Exercise objective
Search the material for "derive" and show all lines that contain it.

[Dataset extract Boundary: Start]

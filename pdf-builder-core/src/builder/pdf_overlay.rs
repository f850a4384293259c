//! PDF-specific capability: dropzone, drag session, sidebar and viewer link

use crate::bridge::{PdfViewer, ViewerContainer};
use crate::drag::{DragSession, DropEvent, Placement};
use crate::dropzone::{Dropzone, DROPZONE_REF};
use crate::geometry::Rect;
use crate::registry::SidebarItem;
use tracing::debug;

/// Positioning layer stacked on top of the generic form builder
#[derive(Debug, Default)]
pub struct PdfOverlay {
    viewer: PdfViewer,
    dropzone: Option<Dropzone>,
    drag: Option<DragSession>,
    sidebar: Vec<SidebarItem>,
}

impl PdfOverlay {
    pub fn new(viewer: PdfViewer) -> Self {
        Self {
            viewer,
            ..Default::default()
        }
    }

    /// Wire up the dropzone and sidebar for the editor view
    ///
    /// Re-attaching keeps the existing dropzone, so its listeners survive.
    pub fn attach(&mut self, sidebar: Vec<SidebarItem>) {
        let dropzone = self.dropzone.get_or_insert_with(Dropzone::new);
        if !dropzone.is_listening() {
            dropzone.bind_events();
        }
        self.mount_dropzone();
        self.update_dropzone_dimensions();

        self.sidebar = sidebar;
        for item in &mut self.sidebar {
            item.draggable = true;
        }
    }

    /// Tear down the editor view, e.g. when falling back to the upload panel
    pub fn detach(&mut self) {
        self.dropzone = None;
        self.drag = None;
        self.sidebar.clear();
    }

    /// Drop the viewer link and every piece of editor state
    pub fn destroy(&mut self) {
        self.detach();
        self.viewer.disconnect();
    }

    /// Size the dropzone to the viewer container
    pub fn update_dropzone_dimensions(&mut self) {
        if let Some(dropzone) = self.dropzone.as_mut() {
            dropzone.update_dimensions(self.viewer.container_rect());
        }
    }

    fn mount_dropzone(&mut self) {
        let (Some(dropzone), Some(container)) =
            (self.dropzone.as_mut(), self.viewer.container_mut())
        else {
            return;
        };
        if !container.contains(DROPZONE_REF) {
            container.prepend(DROPZONE_REF);
        }
        dropzone.mount(container.generation);
    }

    /// The viewer (re)rendered into `container`
    pub fn viewer_attached(&mut self, container: ViewerContainer) {
        if let Some(dropzone) = self.dropzone.as_mut() {
            dropzone.unmount();
        }
        self.viewer.set_container(container);
        self.mount_dropzone();
        self.update_dropzone_dimensions();
    }

    /// The window was resized, optionally with a fresh viewer measurement
    pub fn window_resized(&mut self, container_rect: Option<Rect>) {
        if let Some(rect) = container_rect {
            self.viewer.set_container_rect(rect);
        }
        self.update_dropzone_dimensions();
    }

    pub fn drag_start(&mut self, field_type: &str) {
        if let Some(previous) = self.drag.as_ref() {
            debug!(
                field_type = previous.field_type(),
                "replacing unfinished drag session"
            );
        }
        self.update_dropzone_dimensions();
        if let Some(dropzone) = self.dropzone.as_mut() {
            dropzone.enable();
        }
        self.drag = Some(DragSession::start(field_type));
    }

    /// Record a drop on the dropzone; `false` if nothing could receive it
    pub fn dropzone_drop(&mut self, drop: DropEvent) -> bool {
        let dropzone_enabled = self
            .dropzone
            .as_ref()
            .is_some_and(|dropzone| dropzone.is_enabled());
        match self.drag.as_mut() {
            Some(session) if dropzone_enabled => session.record_drop(drop),
            _ => {
                debug!("drop outside an active drag, ignoring");
                false
            }
        }
    }

    /// Finish the drag and hide the dropzone
    pub fn drag_end(&mut self, source_type: Option<&str>) -> Option<Placement> {
        // Offsets must be read before the dropzone is hidden.
        let placement = self
            .drag
            .take()
            .and_then(|session| session.finish(source_type));

        if let Some(dropzone) = self.dropzone.as_mut() {
            dropzone.disable();
        }
        placement
    }

    pub fn viewer(&self) -> &PdfViewer {
        &self.viewer
    }

    pub fn viewer_mut(&mut self) -> &mut PdfViewer {
        &mut self.viewer
    }

    pub fn dropzone(&self) -> Option<&Dropzone> {
        self.dropzone.as_ref()
    }

    pub fn drag_session(&self) -> Option<&DragSession> {
        self.drag.as_ref()
    }

    pub fn sidebar(&self) -> &[SidebarItem] {
        &self.sidebar
    }
}
//! Basic geometric types for the builder surface

use serde::{Deserialize, Serialize};

/// A point in 2D space, in viewer pixels
#[derive(Debug, Clone, Copy, PartialEq, Serialize, Deserialize)]
pub struct Point {
    /// X coordinate
    pub x: f64,
    /// Y coordinate
    pub y: f64,
}

impl Point {
    /// Create a new point
    pub fn new(x: f64, y: f64) -> Self {
        Self { x, y }
    }

    /// Origin point (0, 0)
    pub fn origin() -> Self {
        Self { x: 0.0, y: 0.0 }
    }
}

/// A measured element rectangle, top-left anchored like a bounding client rect
#[derive(Debug, Clone, Copy, PartialEq, Serialize, Deserialize)]
pub struct Rect {
    pub left: f64,
    pub top: f64,
    pub width: f64,
    pub height: f64,
}

impl Rect {
    /// Create a rectangle from position and size
    pub fn new(left: f64, top: f64, width: f64, height: f64) -> Self {
        Self {
            left,
            top,
            width,
            height,
        }
    }

    /// Create a rectangle anchored at the origin
    pub fn from_size(width: f64, height: f64) -> Self {
        Self::new(0.0, 0.0, width, height)
    }
}
use anyhow::{bail, Context, Result};
use clap::{Parser, Subcommand};
use pdf_builder::{
    BuilderEvent, BuilderOptions, BuilderSession, DropEvent, Envelope, FormSchema, HttpTransport,
    InputEvent, UploadFile, UploadOutcome,
};
use serde_json::Value;
use std::fs;
use std::path::{Path, PathBuf};
use tokio::sync::mpsc::UnboundedReceiver;
use tracing::{debug, info};

#[derive(Parser)]
#[command(
    name = "pdfbuilder",
    about = "Place form fields onto PDF documents",
    version,
    author
)]
struct Cli {
    /// Builder options file (JSON with pdfServer, attachMode, skipInit)
    #[arg(long, global = true)]
    options: Option<PathBuf>,

    #[command(subcommand)]
    command: Commands,
}

#[derive(Subcommand)]
enum Commands {
    /// List the field types available in the sidebar
    Fields,

    /// Drag a field onto the document and drop it at an offset
    Place {
        /// Form schema file
        #[arg(short, long)]
        form: PathBuf,

        /// Field type to drop (e.g. textfield, signature)
        #[arg(short = 't', long = "type")]
        field_type: String,

        /// Horizontal drop offset
        #[arg(short, long, allow_negative_numbers = true)]
        x: f64,

        /// Vertical drop offset
        #[arg(short, long, allow_negative_numbers = true)]
        y: f64,

        /// Key of the container to add the field to
        #[arg(short, long)]
        container: Option<String>,

        /// Output file for the updated schema (defaults to stdout)
        #[arg(short, long)]
        output: Option<PathBuf>,
    },

    /// Replay recorded input events and viewer messages against a form
    Replay {
        /// Form schema file
        #[arg(short, long)]
        form: PathBuf,

        /// JSON lines file, one input event or viewer message per line
        #[arg(short, long)]
        events: PathBuf,

        /// Output file for the final schema (defaults to stdout)
        #[arg(short, long)]
        output: Option<PathBuf>,
    },

    /// Upload a PDF to the configured PDF server
    Upload {
        /// PDF file to upload
        file: PathBuf,

        /// Upload endpoint, overrides pdfServer from the options file
        #[arg(short, long)]
        server: Option<String>,
    },
}

#[tokio::main]
async fn main() -> Result<()> {
    tracing_subscriber::fmt()
        .with_env_filter(
            tracing_subscriber::EnvFilter::try_from_default_env()
                .unwrap_or_else(|_| "pdf_builder=info,pdfbuilder=info".into()),
        )
        .with_writer(std::io::stderr)
        .init();

    let cli = Cli::parse();
    let options = match &cli.options {
        Some(path) => BuilderOptions::from_json_file(path)
            .with_context(|| format!("Failed to load options from {}", path.display()))?,
        None => BuilderOptions::new(),
    };

    match cli.command {
        Commands::Fields => {
            let session = BuilderSession::new(options);
            let registry = session.registry();
            for group in registry.groups() {
                println!("{} ({})", group.title, group.key);
                for field_type in &group.components {
                    let label = registry
                        .template(field_type)
                        .and_then(|template| template.label.as_deref())
                        .unwrap_or_default();
                    println!("  {field_type:<12} {label}");
                }
            }
        }

        Commands::Place {
            form,
            field_type,
            x,
            y,
            container,
            output,
        } => {
            if !x.is_finite() || !y.is_finite() {
                bail!("Drop offset must be a finite number, got ({x}, {y})");
            }
            let mut session = open_session(options, &form)?;
            if !session.has_pdf() {
                bail!("Form has no PDF attached; upload one first");
            }
            session.attach();
            session.select_container(container.as_deref())?;

            session.on_drag_start(&field_type);
            session.on_dropzone_drop(DropEvent::on_dropzone(x, y));
            let node = session
                .on_drag_end(Some(&field_type))?
                .context("Drop was not recorded")?;

            info!(key = %node.key, "field placed");
            write_form(session.form(), output.as_deref())?;
            if output.is_some() {
                println!("Placed {} ({}) at ({x}, {y})", node.key, node.component_type);
            }
        }

        Commands::Replay {
            form,
            events,
            output,
        } => {
            let mut session = open_session(options, &form)?;
            session.attach();
            let mut listener = session.subscribe();

            let script = fs::read_to_string(&events)
                .with_context(|| format!("Failed to read {}", events.display()))?;
            for (index, line) in script.lines().enumerate() {
                let line = line.trim();
                if line.is_empty() {
                    continue;
                }
                let value: Value = serde_json::from_str(line)
                    .with_context(|| format!("Line {}: invalid JSON", index + 1))?;
                replay_line(&mut session, value)
                    .with_context(|| format!("Line {}", index + 1))?;
                print_events(&mut listener);
            }

            write_form(session.form(), output.as_deref())?;
        }

        Commands::Upload { file, server } => {
            let options = match server {
                Some(server) => options.with_pdf_server(server),
                None => options,
            };
            let mut session = BuilderSession::new(options);
            session.attach();

            let upload = UploadFile::from_path(&file)
                .with_context(|| format!("Failed to read {}", file.display()))?;
            let transport = HttpTransport::new();
            match session.upload(&transport, &upload).await {
                UploadOutcome::Uploaded(Some(pdf)) => {
                    println!("{}", serde_json::to_string_pretty(&pdf)?);
                }
                UploadOutcome::Uploaded(None) => {
                    println!("Uploaded {}", upload.name);
                }
                UploadOutcome::NotConfigured
                | UploadOutcome::Rejected { .. }
                | UploadOutcome::Failed => {
                    bail!("{}", session.upload_panel().error_text());
                }
            }
        }
    }

    Ok(())
}

fn open_session(options: BuilderOptions, form_path: &Path) -> Result<BuilderSession> {
    let content = fs::read_to_string(form_path)
        .with_context(|| format!("Failed to read {}", form_path.display()))?;
    let form: FormSchema = serde_json::from_str(&content)
        .with_context(|| format!("Invalid form schema in {}", form_path.display()))?;

    let mut session = BuilderSession::new(options);
    session.set_form(form)?;
    Ok(session)
}

/// Lines are either `{"input": <event>}` or a `{name, data}` viewer message
fn replay_line(session: &mut BuilderSession, mut value: Value) -> Result<()> {
    if let Some(input) = value.get_mut("input").map(Value::take) {
        let event: InputEvent = serde_json::from_value(input)?;
        debug!(?event, "input");
        session.handle_input(event)?;
        return Ok(());
    }

    let envelope: Envelope = serde_json::from_value(value)?;
    debug!(message = %envelope.name, "viewer message");
    session.handle_envelope(envelope);
    Ok(())
}

fn print_events(listener: &mut UnboundedReceiver<BuilderEvent>) {
    while let Ok(event) = listener.try_recv() {
        match &event {
            BuilderEvent::AddComponent(node) | BuilderEvent::UpdateComponent(node) => {
                eprintln!("{} {}", event.name(), node.key);
            }
            BuilderEvent::Change(form) => {
                eprintln!("{} ({} components)", event.name(), form.component_count());
            }
        }
    }
}

fn write_form(form: &FormSchema, output: Option<&Path>) -> Result<()> {
    let json = serde_json::to_string_pretty(form)?;
    match output {
        Some(path) => fs::write(path, json + "\n")
            .with_context(|| format!("Failed to write {}", path.display()))?,
        None => println!("{json}"),
    }
    Ok(())
}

[Dataset extract Boundary: End]

Answer to the problem
#[derive(Debug, Default)]
#[derive(Debug, Clone, Copy, PartialEq, Serialize, Deserialize)]
#[derive(Debug, Clone, Copy, PartialEq, Serialize, Deserialize)]
#[derive(Parser)]
#[derive(Subcommand)]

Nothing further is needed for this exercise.